Blade Runner | 1982
Somehow, Ridley Scott’s film of Philip K Dick’s Do Androids Dream Of Electric Sheep? has mutated in critical opinion from so-so spectacle to a classic of modern cinema.
More to do with 20/20 hindsight than the release of the, admittedly far superior, Director’s Cut which restores the equivocal unicorn to the film while removing Harrison Ford’s dirgy voiceover (he hoped it would prove unusable) and the tacked-on happy ending (which consists of second unit footage from Stanley Kubrick’s The Shining).
Harrison Ford is Deckard, a Blade Runner (a title taken from William Burroughs, replacing Dick’s box-office killer), a tracker-down and eliminator of very human looking replicants. Rutger Hauer is Batty, the replicant in love with life.
The polluted, rainswept, Orientalised Los Angeles futurescape, which has provided the pattern for countless dystopian fantasies, is the old Warner Bros backlot gangster street in Burbank, transformed with miles of neon and acres of glass. You can see the backlot on the excellent Warner Bros VIP Studio Tour.

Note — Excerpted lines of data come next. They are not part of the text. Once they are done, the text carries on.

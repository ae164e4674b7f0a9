use chumsky::prelude::*;

/// Number of marks on the dial, numbered `0..POSITIONS`.
pub const POSITIONS: u32 = 100;

/// Where the dial points before the first rotation.
pub const START: u32 = 50;

#[derive(Debug, Clone, Copy, PartialEq, Eq)]
pub enum Direction {
    /// Towards lower numbers.
    Left,
    /// Towards higher numbers.
    Right,
}

#[derive(Debug, Clone, Copy, PartialEq, Eq)]
pub struct Rotation {
    pub direction: Direction,
    pub steps: u32,
}

/// What a single rotation did to the dial.
#[derive(Debug, Clone, Copy, PartialEq, Eq)]
pub struct Click {
    /// Position after the rotation.
    pub position: u32,
    /// Clicks during the rotation that left the dial pointing at 0, the last
    /// one included.
    pub zero_hits: u64,
}

/// Which zero events are counted over a sequence of rotations.
#[derive(Debug, Clone, Copy, PartialEq, Eq)]
pub enum CountMode {
    /// Rotations that finish pointing at 0.
    EndAtZero,
    /// Every click that points at 0, including mid-rotation ones.
    PassZero,
}

#[derive(Debug, Clone, Copy, PartialEq, Eq)]
pub struct Dial {
    position: u32,
}

impl Default for Dial {
    fn default() -> Self {
        Self { position: START }
    }
}

impl Dial {
    /// A dial pointing at `position`, wrapped onto the dial face.
    pub fn at(position: u32) -> Self {
        Self {
            position: position % POSITIONS,
        }
    }

    pub fn position(&self) -> u32 {
        self.position
    }

    pub fn rotate(&mut self, rotation: Rotation) -> Click {
        let modulus = i64::from(POSITIONS);
        let position = i64::from(self.position);
        let steps = i64::from(rotation.steps);

        let (zero_hits, new_position) = match rotation.direction {
            Direction::Left => {
                // Multiples of the modulus in [position - steps, position - 1].
                let upper = position - 1;
                let lower_minus_1 = position - steps - 1;
                let hits = upper.div_euclid(modulus) - lower_minus_1.div_euclid(modulus);
                (hits, (position - steps).rem_euclid(modulus))
            }
            Direction::Right => {
                // position is always normalized, so plain division counts the wraps.
                let end = position + steps;
                (end / modulus, end % modulus)
            }
        };

        self.position = new_position as u32;
        Click {
            position: self.position,
            zero_hits: zero_hits as u64,
        }
    }

    /// Applies every rotation in order and counts the zero events `mode` selects.
    pub fn count_zeros(&mut self, rotations: &[Rotation], mode: CountMode) -> u64 {
        rotations
            .iter()
            .map(|&rotation| {
                let click = self.rotate(rotation);
                match mode {
                    CountMode::EndAtZero => u64::from(click.position == 0),
                    CountMode::PassZero => click.zero_hits,
                }
            })
            .sum()
    }
}

/// One rotation per line, `L<steps>` or `R<steps>`, with at least one step.
pub fn parser<'a>() -> impl Parser<'a, &'a str, Vec<Rotation>, extra::Err<Rich<'a, char>>> {
    let direction = choice((
        just('L').to(Direction::Left),
        just('R').to(Direction::Right),
    ));

    // Leading zeros are allowed, "L05" is five clicks.
    let steps = text::digits(10)
        .to_slice()
        .try_map(|digits: &str, span| match digits.parse::<u32>() {
            Ok(0) => Err(Rich::custom(
                span,
                "a rotation must move the dial at least one click",
            )),
            Ok(steps) => Ok(steps),
            Err(error) => Err(Rich::custom(span, error)),
        });

    let rotation = direction
        .then(steps)
        .map(|(direction, steps)| Rotation { direction, steps });

    rotation
        .separated_by(text::whitespace().at_least(1))
        .allow_trailing()
        .collect()
        .padded()
}
use std::cmp::Reverse;
use std::fmt;
use std::str::FromStr;

use miette::{Diagnostic, SourceSpan};
use thiserror::Error;

/// Widest selection whose value always fits in a `u64` (`10^19 - 1 < u64::MAX`).
pub const MAX_WIDTH: usize = 19;

/// A line of input that is not made only of decimal digits.
#[derive(Debug, Error, Diagnostic, PartialEq, Eq)]
#[error("bank contains non-digit character {found:?}")]
#[diagnostic(
    code(aoc2025::day3::validation),
    help("a bank is a single line of the characters 0-9")
)]
pub struct ValidationError {
    pub found: char,
    #[label("not a digit")]
    pub span: SourceSpan,
}

/// One line of batteries, each rated with a single decimal digit.
///
/// Immutable once parsed. An empty line is a valid, empty bank.
#[derive(Debug, Clone, PartialEq, Eq, Default)]
pub struct Bank {
    digits: Vec<u8>,
}

impl FromStr for Bank {
    type Err = ValidationError;

    fn from_str(s: &str) -> Result<Self, Self::Err> {
        if let Some((offset, found)) = s.char_indices().find(|(_, c)| !c.is_ascii_digit()) {
            return Err(ValidationError {
                found,
                span: (offset, found.len_utf8()).into(),
            });
        }

        Ok(Self {
            digits: s.bytes().map(|b| b - b'0').collect(),
        })
    }
}

impl Bank {
    pub fn len(&self) -> usize {
        self.digits.len()
    }

    pub fn is_empty(&self) -> bool {
        self.digits.is_empty()
    }

    pub fn get(&self, index: usize) -> Option<u8> {
        self.digits.get(index).copied()
    }

    pub fn digits(&self) -> &[u8] {
        &self.digits
    }

    /// Largest two-digit number made from a pair of digits in order.
    ///
    /// The first digit is the leftmost maximum of every position but the
    /// last, the second is the maximum of everything after it. Returns 0 for
    /// banks shorter than two digits.
    ///
    /// ```
    /// use aoc2025_day_3::bank::Bank;
    ///
    /// let bank: Bank = "987654321111111".parse().unwrap();
    /// assert_eq!(bank.max_pair(), 98);
    /// ```
    pub fn max_pair(&self) -> u64 {
        let len = self.digits.len();
        if len < 2 {
            return 0;
        }

        let Some((first, tens)) = leftmost_max(&self.digits[..len - 1]) else {
            return 0;
        };
        let Some((_, units)) = leftmost_max(&self.digits[first + 1..]) else {
            return 0;
        };

        u64::from(tens) * 10 + u64::from(units)
    }

    /// Largest number made from `n` digits picked in order.
    ///
    /// Returns 0 when no selection exists (`n == 0`, `n` longer than the
    /// bank) or when `n` exceeds [`MAX_WIDTH`]. A bank whose best selection
    /// is all zeros (`"000"` with `n == 3`) also yields 0; callers cannot tell
    /// the two apart from the return value alone. Use [`Bank::select`] when
    /// the difference matters.
    pub fn max_n(&self, n: usize) -> u64 {
        if n > MAX_WIDTH {
            return 0;
        }

        self.select(n)
            .and_then(|selection| selection.value())
            .unwrap_or(0)
    }

    /// Picks the `n` digits forming the largest number, keeping their order.
    ///
    /// Greedy: the digit at pick `k` may sit no further right than
    /// `len - (n - k)`, otherwise the remaining picks could not be filled.
    /// Within that window the largest digit wins and ties go to the leftmost
    /// occurrence, which leaves the widest window for the picks that follow.
    pub fn select(&self, n: usize) -> Option<Selection> {
        let len = self.digits.len();
        if n == 0 || n > len {
            return None;
        }

        let mut positions = Vec::with_capacity(n);
        let mut start = 0;

        for remaining in (1..=n).rev() {
            let end = len - remaining;
            let (offset, _) = leftmost_max(&self.digits[start..=end])?;
            let position = start + offset;
            positions.push(position);
            start = position + 1;
        }

        let digits = positions.iter().map(|&i| self.digits[i]).collect();
        Some(Selection { positions, digits })
    }
}

/// Index and value of the first occurrence of the largest digit.
fn leftmost_max(window: &[u8]) -> Option<(usize, u8)> {
    // Nothing beats a 9, and the first one found is the leftmost.
    if let Some(index) = window.iter().position(|&d| d == 9) {
        return Some((index, 9));
    }

    window
        .iter()
        .copied()
        .enumerate()
        .max_by_key(|&(index, digit)| (digit, Reverse(index)))
}

/// The digits picked out of a [`Bank`], in their original order.
#[derive(Debug, Clone, PartialEq, Eq)]
pub struct Selection {
    positions: Vec<usize>,
    digits: Vec<u8>,
}

impl Selection {
    /// Indices into the bank the digits were taken from, strictly increasing.
    pub fn positions(&self) -> &[usize] {
        &self.positions
    }

    pub fn digits(&self) -> &[u8] {
        &self.digits
    }

    pub fn width(&self) -> usize {
        self.digits.len()
    }

    /// Positional value of the picked digits, `None` if it overflows a `u64`.
    pub fn value(&self) -> Option<u64> {
        self.digits.iter().try_fold(0u64, |acc, &digit| {
            acc.checked_mul(10)?.checked_add(u64::from(digit))
        })
    }
}

impl fmt::Display for Selection {
    /// Writes the digits as picked, leading zeros included.
    fn fmt(&self, f: &mut fmt::Formatter<'_>) -> fmt::Result {
        self.digits
            .iter()
            .try_for_each(|digit| write!(f, "{digit}"))
    }
}

#[cfg(test)]
mod tests {
    use super::*;

    use rstest::rstest;

    fn bank(s: &str) -> Bank {
        s.parse().expect("valid bank")
    }

    #[test]
    fn parses_digits_in_order() {
        let bank = bank("12345");
        assert_eq!(bank.len(), 5);
        assert_eq!(bank.digits(), &[1, 2, 3, 4, 5]);
        assert_eq!(bank.get(0), Some(1));
        assert_eq!(bank.get(4), Some(5));
        assert_eq!(bank.get(5), None);
    }

    #[test]
    fn empty_line_is_an_empty_bank() {
        let bank = bank("");
        assert!(bank.is_empty());
        assert_eq!(bank.len(), 0);
        assert_eq!(bank.max_n(0), 0);
        assert_eq!(bank.max_pair(), 0);
    }

    #[rstest]
    #[case("123abc", 'a', 3)]
    #[case("abc123", 'a', 0)]
    #[case("12-34", '-', 2)]
    #[case("12 34", ' ', 2)]
    #[case("9é", 'é', 1)]
    fn rejects_non_digits(#[case] input: &str, #[case] found: char, #[case] offset: usize) {
        let err = input.parse::<Bank>().unwrap_err();
        assert_eq!(err.found, found);
        assert_eq!(err.span.offset(), offset);
        assert_eq!(err.span.len(), found.len_utf8());
    }

    #[rstest]
    #[case("1234", 34)]
    #[case("987654321111111", 98)]
    #[case("1111", 11)]
    #[case("123456789", 89)]
    #[case("987654321", 98)]
    #[case("42", 42)]
    #[case("1", 0)]
    #[case("811111111111119", 89)]
    #[case("234234234234278", 78)]
    #[case("818181911112111", 92)]
    #[case("05", 5)]
    fn max_pair(#[case] input: &str, #[case] expected: u64) {
        assert_eq!(bank(input).max_pair(), expected);
    }

    #[rstest]
    #[case("12345", 1, 5)]
    #[case("12345", 2, 45)]
    #[case("12345", 5, 12345)]
    #[case("987654321111111", 3, 987)]
    #[case("987654321111111", 12, 987654321111)]
    #[case("811111111111119", 12, 811111111119)]
    #[case("234234234234278", 12, 434234234278)]
    #[case("818181911112111", 12, 888911112111)]
    #[case("98765432101234567890", 12, 987654567890)]
    fn max_n(#[case] input: &str, #[case] n: usize, #[case] expected: u64) {
        assert_eq!(bank(input).max_n(n), expected);
    }

    #[rstest]
    #[case(0)]
    #[case(6)]
    #[case(10)]
    fn max_n_out_of_range_is_zero(#[case] n: usize) {
        assert_eq!(bank("12345").max_n(n), 0);
        assert_eq!(bank("12345").select(n), None);
    }

    #[test]
    fn ties_pick_the_leftmost_digit() {
        let selection = bank("5515").select(2).unwrap();
        assert_eq!(selection.positions(), &[0, 1]);
        assert_eq!(selection.value(), Some(55));

        let selection = bank("3939").select(1).unwrap();
        assert_eq!(selection.positions(), &[1]);

        let selection = bank("7177").select(2).unwrap();
        assert_eq!(selection.positions(), &[0, 2]);
    }

    #[test]
    fn all_zero_selection_matches_the_sentinel() {
        let bank = bank("000");
        assert_eq!(bank.max_n(3), 0);
        assert_eq!(bank.max_n(4), 0);

        let selection = bank.select(3).unwrap();
        assert_eq!(selection.to_string(), "000");
        assert_eq!(selection.value(), Some(0));
    }

    #[test]
    fn selection_keeps_leading_zeros() {
        let selection = bank("05").select(2).unwrap();
        assert_eq!(selection.to_string(), "05");
        assert_eq!(selection.value(), Some(5));
        assert_eq!(selection.width(), 2);
    }

    #[test]
    fn widths_past_u64_are_not_computable() {
        let bank = bank(&"9".repeat(25));
        assert_eq!(bank.max_n(MAX_WIDTH), 9_999_999_999_999_999_999);
        assert_eq!(bank.max_n(MAX_WIDTH + 1), 0);
        assert_eq!(bank.select(MAX_WIDTH + 1).map(|s| s.width()), Some(20));
    }

    #[test]
    fn widths_past_max_width_are_zero_even_when_they_fit() {
        let bank = bank(&format!("1{}", "0".repeat(19)));
        assert_eq!(bank.max_n(MAX_WIDTH + 1), 0);
        let selection = bank.select(MAX_WIDTH + 1).unwrap();
        assert_eq!(selection.value(), Some(10_000_000_000_000_000_000));
    }

    #[test]
    fn selection_is_idempotent() {
        let bank = bank("3141592653589793");
        assert_eq!(bank.select(7), bank.select(7));
        assert_eq!(bank.max_n(7), bank.max_n(7));
    }
}
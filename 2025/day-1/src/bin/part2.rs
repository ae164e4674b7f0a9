use miette::*;

use aoc2025_day_1::part2;

fn main() -> Result<()> {
    tracing_subscriber::fmt::init();
    let path = concat!(env!("CARGO_MANIFEST_DIR"), "/input2.txt");
    let input = std::fs::read_to_string(path)
        .into_diagnostic()
        .wrap_err_with(|| format!("reading puzzle input from {path}"))?;
    let result = part2::process(&input)?;
    println!("Result: {}", result);
    Ok(())
}
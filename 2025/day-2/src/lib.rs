pub mod part1;
pub mod part2;
pub mod ranges;

pub const TITLE: &str = "Gift Shop";
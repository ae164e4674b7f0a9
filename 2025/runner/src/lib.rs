//! Day registration and dispatch for the 2025 puzzles.
//!
//! A [`Registry`] is built once at startup and handed to whatever runs the
//! puzzles. It never changes afterwards.

use std::collections::BTreeMap;

use miette::{Diagnostic, Result, WrapErr};
use thiserror::Error;

/// A puzzle solver: raw input in, printable answer out.
pub type EntryPoint = fn(&str) -> Result<String>;

/// One half of a day's puzzle.
#[derive(Debug, Clone, Copy)]
pub enum Part {
    /// The part exists on the calendar but has no solver yet.
    NotUnlocked,
    Available(EntryPoint),
}

#[derive(Debug, Clone, Copy)]
pub struct Day {
    pub number: u8,
    pub title: &'static str,
    pub part1: Part,
    pub part2: Part,
}

impl Day {
    pub fn part(&self, part: u8) -> Option<Part> {
        match part {
            1 => Some(self.part1),
            2 => Some(self.part2),
            _ => None,
        }
    }
}

/// What running a single part produced.
#[derive(Debug, Clone, PartialEq, Eq)]
pub enum Outcome {
    Answer(String),
    NotUnlocked,
}

#[derive(Debug, Error, Diagnostic, PartialEq, Eq)]
pub enum RegistryError {
    #[error("day {0} is registered more than once")]
    #[diagnostic(code(aoc2025::registry::duplicate_day))]
    DuplicateDay(u8),
}

#[derive(Debug, Error, Diagnostic, PartialEq, Eq)]
pub enum RunError {
    #[error("day {0} has no registered puzzle")]
    #[diagnostic(
        code(aoc2025::registry::unknown_day),
        help("registered days are listed by `aoc2025 --help`")
    )]
    UnknownDay(u8),

    #[error("day {day} has no part {part}")]
    #[diagnostic(code(aoc2025::registry::unknown_part), help("every day has parts 1 and 2"))]
    UnknownPart { day: u8, part: u8 },
}

#[derive(Debug, Clone)]
pub struct Registry {
    days: BTreeMap<u8, Day>,
}

impl Registry {
    pub fn new(days: impl IntoIterator<Item = Day>) -> Result<Self, RegistryError> {
        let mut registered = BTreeMap::new();
        for day in days {
            if registered.insert(day.number, day).is_some() {
                return Err(RegistryError::DuplicateDay(day.number));
            }
        }
        Ok(Self { days: registered })
    }

    /// Every day solved in this workspace.
    pub fn standard() -> Result<Self, RegistryError> {
        Self::new([
            Day {
                number: 1,
                title: aoc2025_day_1::TITLE,
                part1: Part::Available(aoc2025_day_1::part1::process),
                part2: Part::Available(aoc2025_day_1::part2::process),
            },
            Day {
                number: 2,
                title: aoc2025_day_2::TITLE,
                part1: Part::Available(aoc2025_day_2::part1::process),
                part2: Part::Available(aoc2025_day_2::part2::process),
            },
            Day {
                number: 3,
                title: aoc2025_day_3::TITLE,
                part1: Part::Available(aoc2025_day_3::part1::process),
                part2: Part::Available(aoc2025_day_3::part2::process),
            },
        ])
    }

    pub fn get(&self, day: u8) -> Option<&Day> {
        self.days.get(&day)
    }

    /// Registered days in ascending order.
    pub fn days(&self) -> impl Iterator<Item = &Day> {
        self.days.values()
    }

    #[tracing::instrument(skip(self, input))]
    pub fn run(&self, day: u8, part: u8, input: &str) -> Result<Outcome> {
        let entry = self.get(day).ok_or(RunError::UnknownDay(day))?;
        match entry
            .part(part)
            .ok_or(RunError::UnknownPart { day, part })?
        {
            Part::NotUnlocked => Ok(Outcome::NotUnlocked),
            Part::Available(process) => process(input)
                .map(Outcome::Answer)
                .wrap_err_with(|| format!("day {day} part {part} failed")),
        }
    }
}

The cop station of the future, to which Deckard is hauled, is an office set built within the vast concourse of another favourite Los Angeles location, the 1939 Spanish Revival-style Union Station, 800 North Alameda Street, downtown, seen in many films, including The Way We Were, The Driver, The Replacement Killers (which shares many of Blade Runner’s locations), Pearl Harbor, Charlie’s Angels: Full Throttle and Steven Spielberg’s Catch Me If You Can.
The waterlogged home of toymaker Sebastian, where Deckard is menaced by androids and has the final showdown with Batty, is the Bradbury Building, 304 South Broadway at Third Street. Outside, it’s an unremarkable red-brick block, but the central courtyard, illuminated by skylights (through which the illuminated blimp is seen in the movie), is a joyous fantasy of wrought-iron grillwork, marble and brickwork surrounding open-cage elevators. It was a bit decrepit when Blade Runner was filmed, but it’s since been lovingly restored and now houses offices. The ground floor is open to the public.
The wonderfully photogenic Bradbury Building can also be seen in 1949 Douglas Sirk drama Shockproof; Frank Tashlin’s Richard Harris-Doris Day comedy thriller Caprice (as ‘Paris’); Murder in the First, with Christian Slater (as ‘San Francisco’); Mike Nichols’ Wolf , with Jack Nicholson turning into a werewolf, (as ‘New York’) and, finally, as Los Angeles in both (500) Days Of Summer (it’s the office building where Tom finally attends a job interview) and The Artist (the staircase where George and Peppy encounter each other).
The exterior of the Bradbury Building filmed at the junction of Broadway and Third Street, but there’s plenty of set dressing so don’t look for the massive pillars.
The interior of the scuzzy ‘Yukon Hotel’ is the Pan Am Building, South Broadway at Third Street, opposite the Bradbury Building, downtown Los Angeles. You may recognise it as the apartment of the comatose ‘Sloth’ victim in David Fincher’s Se7en but possibly not so much as that of John Constantine (Keanu Reeves) in Francis Lawrence's 2005 Constantine, where it was disguised as a bowling alley.
The tunnel through which Deckard approaches his apartment is the Second Street Tunnel, running between Figueroa Street and Hill Street, downtown Los Angeles.
His home turns out to be Frank Lloyd Wright’s terrific Frank Lloyd Wright’s Ennis House, 2607 Glendower Avenue, a concrete Mayan temple-style home on the slopes below the Griffith Park Observatory. A few storeys were added optically, and casts were taken from the building’s trademark concrete blocks to recreate the interior in the studio.
The Ennis House has been a screen favourite since schlockmeister William Castle used it as The House On Haunted Hill back in 1958, appearing in another Ridley Scott film, 1989's Black Rain, as well as Rush Hour, Karate Kid III and Day Of The Locust.